“Le terapie alla fine della vita sono davvero “personali”, cambiano da paziente a paziente, e le palliative, incluso l’hospice, restano una delle nostre risorse migliori e meno sfruttate”, commenta Andrew Epstein, MD, oncologo ed esperto ASCO in cure palliative. “Non c’è un solo approccio possibile ai trattamenti di fine vita e non dovrebbe esserci. Ad ogni step della cura, le persone malate e i loro dottori devono discutere dell’equilibrio fra rischi e benefici, dei costi e degli effetti indesiderati. Il nostro obiettivo come oncologi è di riuscire ad aiutare i pazienti a vivere il più a lungo possibile e cercare di accompagnarli al meglio anche nei loro ultimi giorni di vita”, continua Epstein.
Partendo dalla parole del presidente Obama che, presentando la Precision Medicine Initiative all’inizio di quest’anno, ha parlato di “right therapy, for the right patient, at the right moment”, possiamo dire che le cure palliative non combattono direttamente le cause della malattia ma cercano di attenuarne i sintomi –non solo fisici, ma anche psicologici e sociali. Le terapie palliative sono quindi davvero delle cure da personalizzare sempre di più, in base alle esigenze, al carattere e ai desideri della persona malata.

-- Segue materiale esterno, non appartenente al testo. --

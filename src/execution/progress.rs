//! Progress reporting and cancellation for a streaming pass.
//!
//! A pass emits `Started`, then for each wave one `TileStarted` per tile
//! followed by a `TileCompleted` and a `Progress` per tile once it reached
//! the sink. It ends with exactly one of `Completed`, `Cancelled` or `Error`.

use crate::core::region::ImageRegion;
use std::sync::atomic::{AtomicBool, AtomicU64, AtomicUsize, Ordering};
use std::sync::Arc;
use std::time::Instant;

/// One event of a streaming pass.
#[derive(Debug, Clone)]
pub enum ProgressUpdate {
    /// The pass is about to compute its first tile.
    Started {
        total_tiles: usize,
    },
    /// A tile was handed to the workers; `index` is its position in the plan.
    TileStarted {
        tile: ImageRegion,
        index: usize,
        total: usize,
    },
    /// A tile reached the sink; `index` counts written tiles from 1.
    TileCompleted {
        tile: ImageRegion,
        duration_ms: u64,
        index: usize,
        total: usize,
    },
    /// Share of the output written so far.
    Progress {
        percent: f32,
        elapsed_ms: u64,
        estimated_remaining_ms: Option<u64>,
    },
    /// Every tile was written and the sink finalized.
    Completed {
        total_duration_ms: u64,
        tiles_processed: usize,
    },
    /// The pass stopped at a wave boundary after a cancel request.
    Cancelled {
        written: usize,
        total: usize,
    },
    /// The pass failed; `tile` is set when the failure belongs to one tile.
    Error {
        tile: Option<ImageRegion>,
        message: String,
    },
}

/// Callback receiving [`ProgressUpdate`]s. It may run on the thread driving
/// the pass while rayon workers are idle, never concurrently with itself.
pub type ProgressCallback = Box<dyn Fn(ProgressUpdate) + Send + Sync>;

/// Shareable cancellation flag, checked between waves.
#[derive(Debug, Clone, Default)]
pub struct CancelHandle {
    flag: Arc<AtomicBool>,
}

impl CancelHandle {
    /// Create a new, unset handle.
    pub fn new() -> Self {
        Self::default()
    }

    /// Ask the pass to stop before its next wave.
    pub fn cancel(&self) {
        self.flag.store(true, Ordering::Relaxed);
    }

    /// Whether a stop was requested.
    pub fn is_cancelled(&self) -> bool {
        self.flag.load(Ordering::Relaxed)
    }
}

/// Counts written tiles, estimates the remaining time and forwards events.
pub struct ProgressTracker {
    total_tiles: usize,
    written: AtomicUsize,
    /// Sum of per-tile compute times, the basis of the estimate.
    busy_ms: AtomicU64,
    cancel: CancelHandle,
    start_time: Option<Instant>,
    callback: Option<ProgressCallback>,
}

impl ProgressTracker {
    /// Tracker for a plan of `total_tiles` tiles.
    pub fn new(total_tiles: usize) -> Self {
        Self {
            total_tiles,
            written: AtomicUsize::new(0),
            busy_ms: AtomicU64::new(0),
            cancel: CancelHandle::new(),
            start_time: None,
            callback: None,
        }
    }

    /// Forward every event to `callback`.
    pub fn with_callback(mut self, callback: ProgressCallback) -> Self {
        self.callback = Some(callback);
        self
    }

    /// Use a cancellation flag owned by the caller.
    pub fn with_cancel_handle(mut self, cancel: CancelHandle) -> Self {
        self.cancel = cancel;
        self
    }

    /// Handle that stops this pass.
    pub fn cancel_handle(&self) -> CancelHandle {
        self.cancel.clone()
    }

    /// Tiles in the plan.
    pub fn total_tiles(&self) -> usize {
        self.total_tiles
    }

    /// Tiles written to the sink so far.
    pub fn completed_tiles(&self) -> usize {
        self.written.load(Ordering::Relaxed)
    }

    /// Start the clock and emit `Started`.
    pub fn start(&mut self) {
        self.start_time = Some(Instant::now());
        self.emit(ProgressUpdate::Started {
            total_tiles: self.total_tiles,
        });
    }

    /// Emit `TileStarted` for the tile at plan position `index`.
    pub fn tile_started(&self, tile: ImageRegion, index: usize) {
        self.emit(ProgressUpdate::TileStarted {
            tile,
            index,
            total: self.total_tiles,
        });
    }

    /// Record a written tile and emit `TileCompleted` then `Progress`.
    pub fn tile_completed(&self, tile: ImageRegion, duration_ms: u64) {
        let written = self.written.fetch_add(1, Ordering::Relaxed) + 1;
        self.busy_ms.fetch_add(duration_ms, Ordering::Relaxed);

        self.emit(ProgressUpdate::TileCompleted {
            tile,
            duration_ms,
            index: written,
            total: self.total_tiles,
        });
        self.emit(ProgressUpdate::Progress {
            percent: self.progress_percent(),
            elapsed_ms: self.elapsed_ms(),
            estimated_remaining_ms: self.estimated_remaining_ms(),
        });
    }

    /// Whether a stop was requested.
    pub fn is_cancelled(&self) -> bool {
        self.cancel.is_cancelled()
    }

    /// Emit `Cancelled` with the number of tiles already written.
    pub fn report_cancelled(&self) {
        self.emit(ProgressUpdate::Cancelled {
            written: self.completed_tiles(),
            total: self.total_tiles,
        });
    }

    /// Emit `Error`.
    pub fn report_error(&self, tile: Option<ImageRegion>, message: String) {
        self.emit(ProgressUpdate::Error { tile, message });
    }

    /// Milliseconds since `start`, or zero before it.
    pub fn elapsed_ms(&self) -> u64 {
        self.start_time.map_or(0, |t| t.elapsed().as_millis() as u64)
    }

    /// Emit `Completed`.
    pub fn complete(&self) {
        self.emit(ProgressUpdate::Completed {
            total_duration_ms: self.elapsed_ms(),
            tiles_processed: self.completed_tiles(),
        });
    }

    /// Written share of the plan, in percent. An empty plan is complete.
    pub fn progress_percent(&self) -> f32 {
        if self.total_tiles == 0 {
            return 100.0;
        }
        self.completed_tiles() as f32 * 100.0 / self.total_tiles as f32
    }

    /// Mean tile compute time times the tiles left. This ignores wave
    /// parallelism, so it overestimates when several tiles are in flight.
    pub fn estimated_remaining_ms(&self) -> Option<u64> {
        let written = self.completed_tiles() as u64;
        if written == 0 {
            return None;
        }
        let mean = self.busy_ms.load(Ordering::Relaxed) / written;
        let left = self.total_tiles.saturating_sub(written as usize) as u64;
        Some(mean * left)
    }

    fn emit(&self, update: ProgressUpdate) {
        if let Some(callback) = &self.callback {
            callback(update);
        }
    }
}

L’analisi dei dati sulla salute raccolti dal 2007 al 2014 su più di 28.000 pazienti ha mostrato che una gran percentuale di persone con tumori solidi in stadio avanzato ha ricevuto almeno una forma di cura aggressiva durante gli ultimi 30 giorni di vita. La più comune riscontrata? Il ricovero ospedaliero o una visita di emergenza -nel 65% dei casi- e meno di 1 paziente su 5 ha sfruttato la possibilità di essere curato in un hospice.
“Le terapie intensive alla fine della vita restano appropriate per qualche paziente. Tuttavia, c’è bisogno di più educazione, sia per le persone malate che per i medici, con lo scopo di migliorare il dialogo sui risultati da raggiungere e le aspettative”, spiega Ronald C. Chen, MD, MPH, professore associato all’Università del North Carolina, Chapel Hill e primo autore di questo studio presentato all’ASCO 2016.
I ricercatori hanno preso in considerazione pazienti più giovani di 65 anni ai quali è stato diagnosticato un carcinoma polmonare metastatico, un carcinoma colon-rettale, un tumore della mammella, del pancreas o della prostata deceduti tra il mese di gennaio 2007 e quello di dicembre 2014. Ai fini di questa analisi, le cure aggressive prese in esame comprendono le procedure mediche invasive (come le biopsie), chemioterapia e radioterapia, i ricoveri ospedalieri d’emergenza e la terapia intensiva.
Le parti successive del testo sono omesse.